ROBERT SIEGEL, host:
And I'm Robert Siegel.
As President Obama pushes to overhaul the nation's health care system, doctors, hospitals and others are raising sharp concerns. One worry centers on the president's call for a government run insurance plan to compete with private plans. And we'll hear the concerns of hospitals just ahead. First, we raised a few of these issues today with Peter Orszag, the director of the Office of Management and Budget.
NORRIS: I visited Peter Orszag in his office this afternoon. It's a large ornate office in the Eisenhower Executive Office Building next to the White House. The rooms once served as the temporary office for the Secretary of War. Mr. Orszag is engaged in another kind of conflict now. I asked him how long it could take to provide health coverage for America's uninsured.
Mr. PETER ORSZAG (Director, Office Of Management And Budget): The coverage is likely to ramp up over time. It takes the time to put in place things like a health exchange, which is the way in which people who currently lack insurance would have an opportunity to purchase it. And in terms of the numbers we want to be on the path to eliminating the number of uninsured people in the United States.
NORRIS: So is it realistic to think that 46 million people who are currently without health insurance, will, within 10 years, see health care coverage?
Mr. ORSZAG: It depends. The bulk of them - yes. Depending on the plan that is adopted, it may not be possible to cover everyone. But I think the goal is to get solidly on the path and cover the bulk of them.
NORRIS: Let me ask you about the public plan as envisioned by the White House. How do you make sure that enough doctors and clinics and hospitals and health care providers participate in that plan?
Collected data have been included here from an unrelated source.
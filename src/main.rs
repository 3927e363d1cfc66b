use std::sync::Arc;

use anyhow::Result;
use tokio::{net::TcpListener, signal};
use tracing::{error, info, warn};
use tracing_subscriber::{fmt, prelude::*, EnvFilter};

use plant_monitor_dashboard::{
    api::{self, AppState},
    config::Config,
    control::MqttPublisher,
    sensors::SensorService,
    supabase::{RecordSource, SupabaseClient, Unconfigured},
};

#[tokio::main]
async fn main() -> Result<()> {
    // Load .env (ignore error if file absent; env vars may be set externally)
    let _ = dotenvy::dotenv();

    tracing_subscriber::registry()
        .with(fmt::layer())
        .with(EnvFilter::from_default_env())
        .init();

    let config = Config::from_env()?;

    // Missing credentials disable the affected sections, not the server.
    let source: Arc<dyn RecordSource> = match SupabaseClient::new(&config.supabase) {
        Ok(client) => {
            info!(url = %config.supabase.url, "Supabase client ready");
            Arc::new(client)
        }
        Err(e) => {
            warn!(error = %e, "Supabase unavailable, dashboard sections will show the error");
            Arc::new(Unconfigured::new(&e))
        }
    };
    if let Err(e) = config.mqtt.validate() {
        warn!(error = %e, "Pump control unavailable until MQTT settings are provided");
    }

    let state = AppState {
        sensors: SensorService::new(source, config.dashboard.clone()),
        pump: Arc::new(MqttPublisher::new(config.mqtt.clone())),
    };

    let addr = format!("{}:{}", config.server_host, config.server_port);
    let listener = TcpListener::bind(&addr).await?;
    info!(addr = %addr, "HTTP server listening");

    axum::serve(listener, api::router(state))
        .with_graceful_shutdown(shutdown_signal())
        .await?;

    Ok(())
}

async fn shutdown_signal() {
    let ctrl_c = async {
        if let Err(e) = signal::ctrl_c().await {
            error!(error = %e, "Failed to listen for Ctrl+C");
            std::future::pending::<()>().await;
        }
    };

    #[cfg(unix)]
    let terminate = async {
        match signal::unix::signal(signal::unix::SignalKind::terminate()) {
            Ok(mut sigterm) => {
                sigterm.recv().await;
            }
            Err(e) => {
                error!(error = %e, "Failed to install SIGTERM handler");
                std::future::pending::<()>().await;
            }
        }
    };

    #[cfg(not(unix))]
    let terminate = std::future::pending::<()>();

    tokio::select! {
        _ = ctrl_c => {},
        _ = terminate => {},
    }

    info!("Shutdown signal received");
}
use super::analytics::{
    confidence_histogram, confidence_percent, summarize, top_labels, ColumnSummary,
    ConfidenceBucket, LabelCount, SoilAlert,
};
use crate::{
    error::DashboardError,
    models::{SensorReading, VisionDetection},
    sensors::{SensorHistory, SensorService},
};

// ---------------------------------------------------------------------------
// Operator controls
// ---------------------------------------------------------------------------

pub const REFRESH_SECS_RANGE: (u64, u64) = (2, 30);
pub const HOURS_RANGE: (u32, u32) = (1, 168);
pub const VISION_LIMIT_RANGE: (usize, usize) = (50, 1000);

/// Raw operator controls as they arrive in the query string or a form.
///
/// Everything is a string so a malformed value falls back to its default
/// instead of rejecting the whole page.
#[derive(Debug, Clone, Default, Deserialize)]
pub struct ViewParams {
    pub auto_refresh: Option<String>,
    pub refresh_secs: Option<String>,
    pub hours: Option<String>,
    pub vision_limit: Option<String>,
    pub notice: Option<String>,
    pub notice_kind: Option<String>,
}

/// Controls after defaults and clamping.
#[derive(Debug, Clone, Copy, PartialEq, Eq)]
pub struct ViewSettings {
    pub auto_refresh: bool,
    pub refresh_secs: u64,
    pub hours: u32,
    pub vision_limit: usize,
}

impl Default for ViewSettings {
    fn default() -> Self {
        Self {
            auto_refresh: true,
            refresh_secs: 5,
            hours: 24,
            vision_limit: 200,
        }
    }
}
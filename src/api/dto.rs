use serde::{Deserialize, Serialize};
use utoipa::{IntoParams, ToSchema};

use crate::{
    control::PumpCommand,
    dashboard::analytics::SoilAlert,
    models::SensorReading,
};

/// Response for `GET /api/sensors/latest`.
#[derive(Debug, Serialize, ToSchema)]
pub struct LatestReadingDto {
    /// `null` when `sensor_log` has no rows yet.
    pub reading: Option<SensorReading>,
    pub soil_alert: Option<SoilAlert>,
}

/// Response for `GET /api/sensors/history`.
#[derive(Debug, Serialize, ToSchema)]
pub struct SensorHistoryDto {
    pub hours: u32,
    /// `true` when the window was empty and the most recent rows were returned.
    pub fallback: bool,
    /// Oldest first.
    pub readings: Vec<SensorReading>,
}

#[derive(Debug, Serialize, Deserialize, ToSchema)]
pub struct RefreshDto {
    /// Cache entries dropped.
    pub cleared: usize,
}

#[derive(Debug, Serialize, Deserialize, ToSchema)]
pub struct PumpAckDto {
    pub command: PumpCommand,
    /// Always `false`: commands are published at QoS 0 and never confirmed.
    pub delivery_confirmed: bool,
}

#[derive(Debug, Deserialize, IntoParams)]
#[into_params(parameter_in = Query)]
pub struct HoursQuery {
    /// Trailing window in hours, 1 to 168. Defaults to 24.
    pub hours: Option<u32>,
}

#[derive(Debug, Deserialize, IntoParams)]
#[into_params(parameter_in = Query)]
pub struct LimitQuery {
    /// Rows to return, 50 to 1000. Defaults to 200.
    pub limit: Option<usize>,
}
use std::sync::Arc;

use chrono::{DateTime, Duration as ChronoDuration, SecondsFormat, Utc};
use serde::{de::DeserializeOwned, Serialize};
use serde_json::Value;
use tracing::{info, warn};

use crate::{
    config::DashboardSettings,
    error::Result,
    models::{
        has_usable_timestamp, SensorReading, VisionDetection, SENSOR_LOG_FIELDS,
        SENSOR_LOG_TABLE, VISION_LOG_FIELDS, VISION_LOG_TABLE,
    },
    refresh_cache::RefreshCache,
    supabase::{decode_rows, Direction, FilterOp, RecordSource, SelectQuery},
};

/// Readings for a history window, oldest first.
#[derive(Debug, Clone, Serialize)]
pub struct SensorHistory {
    pub readings: Vec<SensorReading>,
    /// `true` when the window was empty and the most recent rows were served
    /// instead.
    pub fallback: bool,
}

/// The three query shapes the dashboard reads, each behind its own cache.
#[derive(Clone)]
pub struct SensorService {
    source: Arc<dyn RecordSource>,
    settings: DashboardSettings,
    latest: RefreshCache<(), Option<SensorReading>>,
    history: RefreshCache<u32, SensorHistory>,
    vision: RefreshCache<usize, Vec<VisionDetection>>,
}

impl SensorService {
    pub fn new(source: Arc<dyn RecordSource>, settings: DashboardSettings) -> Self {
        Self {
            source,
            settings,
            latest: RefreshCache::new(),
            history: RefreshCache::new(),
            vision: RefreshCache::new(),
        }
    }

    pub fn settings(&self) -> &DashboardSettings {
        &self.settings
    }

    /// Most recent `sensor_log` row, or `None` if the table is empty.
    pub async fn latest_reading(&self) -> Result<Option<SensorReading>> {
        self.latest
            .get_or_fetch((), self.settings.latest_ttl, || async {
                let rows: Vec<SensorReading> = self.select_timeline(&latest_query()).await?;
                Ok(rows.into_iter().next())
            })
            .await
    }

    /// Readings from the trailing `hours` window, oldest first.
    ///
    /// # Empty-window fallback
    ///
    /// If the window holds no rows, the most recent `history_fallback_limit`
    /// rows are returned instead (still oldest first) so a chart is never
    /// empty while the table has data. `SensorHistory::fallback` reports it.
    pub async fn sensor_history(&self, hours: u32) -> Result<SensorHistory> {
        self.history
            .get_or_fetch(hours, self.settings.history_ttl, || async {
                let since = Utc::now() - ChronoDuration::hours(i64::from(hours));
                let readings: Vec<SensorReading> = self
                    .select_timeline(&window_query(since, self.settings.history_limit))
                    .await?;

                if !readings.is_empty() {
                    return Ok(SensorHistory {
                        readings,
                        fallback: false,
                    });
                }

                let limit = self.settings.history_fallback_limit;
                info!(hours, limit, "History window empty; falling back to most recent rows");
                let mut recent: Vec<SensorReading> =
                    self.select_timeline(&fallback_query(limit)).await?;
                recent.reverse();
                Ok(SensorHistory {
                    readings: recent,
                    fallback: true,
                })
            })
            .await
    }

    /// Latest `limit` vision detections, newest first.
    pub async fn vision_history(&self, limit: usize) -> Result<Vec<VisionDetection>> {
        self.vision
            .get_or_fetch(limit, self.settings.vision_ttl, || async {
                self.select_timeline(&vision_query(limit)).await
            })
            .await
    }

    /// Rows whose `created_at` is null or unreadable cannot be placed on the
    /// timeline; they are skipped instead of failing the whole section.
    async fn select_timeline<T: DeserializeOwned>(&self, query: &SelectQuery) -> Result<Vec<T>> {
        let rows = self.source.select(query).await?;
        let total = rows.len();
        let rows: Vec<Value> = rows.into_iter().filter(has_usable_timestamp).collect();
        if rows.len() < total {
            warn!(
                table = query.table(),
                skipped = total - rows.len(),
                "Skipping rows without a usable created_at"
            );
        }
        decode_rows(query.table(), rows)
    }

    /// Drops every cached entry regardless of age. Returns how many were
    /// dropped.
    pub async fn refresh_now(&self) -> usize {
        let dropped =
            self.latest.clear().await + self.history.clear().await + self.vision.clear().await;
        info!(dropped, "Cache cleared on operator request");
        dropped
    }
}

// ---------------------------------------------------------------------------
// Query shapes
// ---------------------------------------------------------------------------

fn latest_query() -> SelectQuery {
    SelectQuery::new(SENSOR_LOG_TABLE)
        .fields(SENSOR_LOG_FIELDS)
        .order("created_at", Direction::Desc)
        .limit(1)
}

fn window_query(since: DateTime<Utc>, limit: usize) -> SelectQuery {
    SelectQuery::new(SENSOR_LOG_TABLE)
        .fields(SENSOR_LOG_FIELDS)
        .filter(
            "created_at",
            FilterOp::Gte,
            since.to_rfc3339_opts(SecondsFormat::Secs, true),
        )
        .order("created_at", Direction::Asc)
        .limit(limit)
}

fn fallback_query(limit: usize) -> SelectQuery {
    SelectQuery::new(SENSOR_LOG_TABLE)
        .fields(SENSOR_LOG_FIELDS)
        .order("created_at", Direction::Desc)
        .limit(limit)
}

fn vision_query(limit: usize) -> SelectQuery {
    SelectQuery::new(VISION_LOG_TABLE)
        .fields(VISION_LOG_FIELDS)
        .order("created_at", Direction::Desc)
        .limit(limit)
}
And how much muscle is the White House willing to use to make sure that they participate?
Mr. ORSZAG: The goal of a public plan option is to expand choice, introduce more competition, and thereby drive down premium costs for beneficiaries. Beyond that, there are lots of ways of accomplishing those goals through a public plan option and we're seeing a healthy debate about different mechanisms for doing so.
NORRIS: And how much muscle is the White House willing to use to make sure that doctors, and health care providers, hospitals participate in the plan?
Mr. ORSZAG: Well again, I think our goal here is not to force doctors and hospitals to do things that they don't want to do, but rather to create a plan that we think they'll want to participate in. And that beneficiaries will find helpful, also, in terms of having more choices available.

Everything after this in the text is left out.